Because remember, alcohol is a CNS depressant.
So, when people drink alcohol, they actually fall asleep
because everything becomes depressed, everything slows down.
It is generalized. Now, if your body's used to that and we take that away,
what happens is this insomnia, this rebound of not being able to calm down,
not being able to be relaxed.
So, now, we're going to see an increase in anxiety as well.
Your pulse rate is going to start going up.
This is not sleeping, this is anxiety,
and now, we're seeing it affecting your circulatory and heart.
So, what happens when your heart and your circulation start becoming impacted?
Your lungs get drawn in there, too. So, now, we have tachycardia.
We have tachypnea. The person's pulse is up, their breathing is up.
They're anxious. They're insomnic.
Now, if this person is doing this and they say,
"Oh, you know, I've just sort of been anxious lately.
I had this surgery and now, I'm really anxious.
You might not think this is alcohol use disorder first stages of withdrawal.
Then, their body temperature starts rising.
So, when we're looking at this and we're seeing the blood pressure go up,
the pulse go up, the respirations go up, they're anxious,
they're restless, they can't sleep and now, we see a body temperature rise,
if this is post-operative, we're thinking, "Oh, they must have some generalized infection."
When in fact, it is not an infection
and if we haven't taken a good physical and history on this person,
if we haven't connected with them where they trust us to be able to say,
"Do you think maybe I could get a glass of wine or something
because I usually have four or five with dinner?"
We would not know that what we're looking at is the early symptoms of withdrawal.
And then, of course, there are those hand tremors. That is still early.
Now, a person who has chronic use and we call them "functional alcoholics".

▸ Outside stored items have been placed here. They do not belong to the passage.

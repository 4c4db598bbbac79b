pub use super::category::Entity as Category;
pub use super::order::Entity as Order;
pub use super::order_item::Entity as OrderItem;
pub use super::product::Entity as Product;
pub use super::product_size::Entity as ProductSize;
pub use super::size::Entity as Size;
pub use super::user::Entity as User;
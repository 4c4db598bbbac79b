use axum::{
    Extension, Json,
    extract::{Query, State},
};
use sea_orm::{ColumnTrait, EntityTrait, QueryFilter, QueryOrder};
use serde::Deserialize;

use crate::{entity::user, error::ApiError, middleware::jwt::AppUser, state::AppState};

#[derive(Debug, Deserialize)]
pub struct ListUsersQuery {
    /// Substring match on the username
    pub search: Option<String>,
}

#[utoipa::path(
    get,
    path = "/admin/users",
    tag = "admin",
    params(
        ("search" = Option<String>, Query, description = "Substring match on the username")
    ),
    responses(
        (status = 200, description = "Accounts, password hashes omitted"),
        (status = 401, description = "Unauthorized"),
        (status = 403, description = "Forbidden")
    ),
    security(("bearer_auth" = []))
)]
#[tracing::instrument(name = "GET /admin/users", skip(state, user))]
pub async fn list_users(
    State(state): State<AppState>,
    Extension(user): Extension<AppUser>,
    Query(query): Query<ListUsersQuery>,
) -> Result<Json<Vec<user::Model>>, ApiError> {
    user.require_staff()?;

    let mut select = user::Entity::find();
    if let Some(q) = query.search.as_deref().map(str::trim).filter(|q| !q.is_empty()) {
        select = select.filter(user::Column::Username.contains(q));
    }

    let users = select
        .order_by_asc(user::Column::Username)
        .all(&state.db)
        .await?;
    Ok(Json(users))
}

People who have their drinks every single day
and somehow wake up in the morning and go to work
and are able to function in their job
and then, as soon as they get off their job, they go and they have their drinks
and they make sure, because remember, four to six hours before you start seeing withdrawal,
so, if you are working an eight hour day and you take off for lunch,
you can have drinks with lunch.
This can keep you on your - without any withdrawal.
When they come into the hospital,
they may have tremors without any of the other withdrawal symptoms.
It is a first indicator if you see somebody with hand tremors,
to find out whether they have a neurological condition or not.
Let's think about the pathophysiology of alcohol withdrawal. Why does this happen?
Why does the body come out and sort of attack itself?
Well, let's remember, remember, I said it twice already but three is the charm.
Alcohol is a central nervous system depressant.
And although it's similar to Benzodiazepines and Barbiturates, alcohol is very short-acting.
It only has an impact for about eight hours but for those eight hours,
your full central nervous system is depressed.
Why? Because the ingestion of alcohol impacts the GABA in the brain.
Y-aminobutyric acid is GABA and when we have the effects of GABA,
what we find is that GABA will reduce our responses.
It actually as a glutamate-receptor,
it actually inhibits our postsynaptic N-methy-D-aspartate glutamate-receptor activity
and that is how it actually allows our full nervous system to become depressed.
Now, as we continue to expose our brains to alcohol, the brain starts to adapt
and what it does is it lets all those GABA receptors
start changing in the way they relate to the other proteins
and these adaptations result in the decrease effect of a depressant.
So, what does that mean?
The higher doses of a depressant are needed in order to get that similar result.
So, that's the tolerance that we see.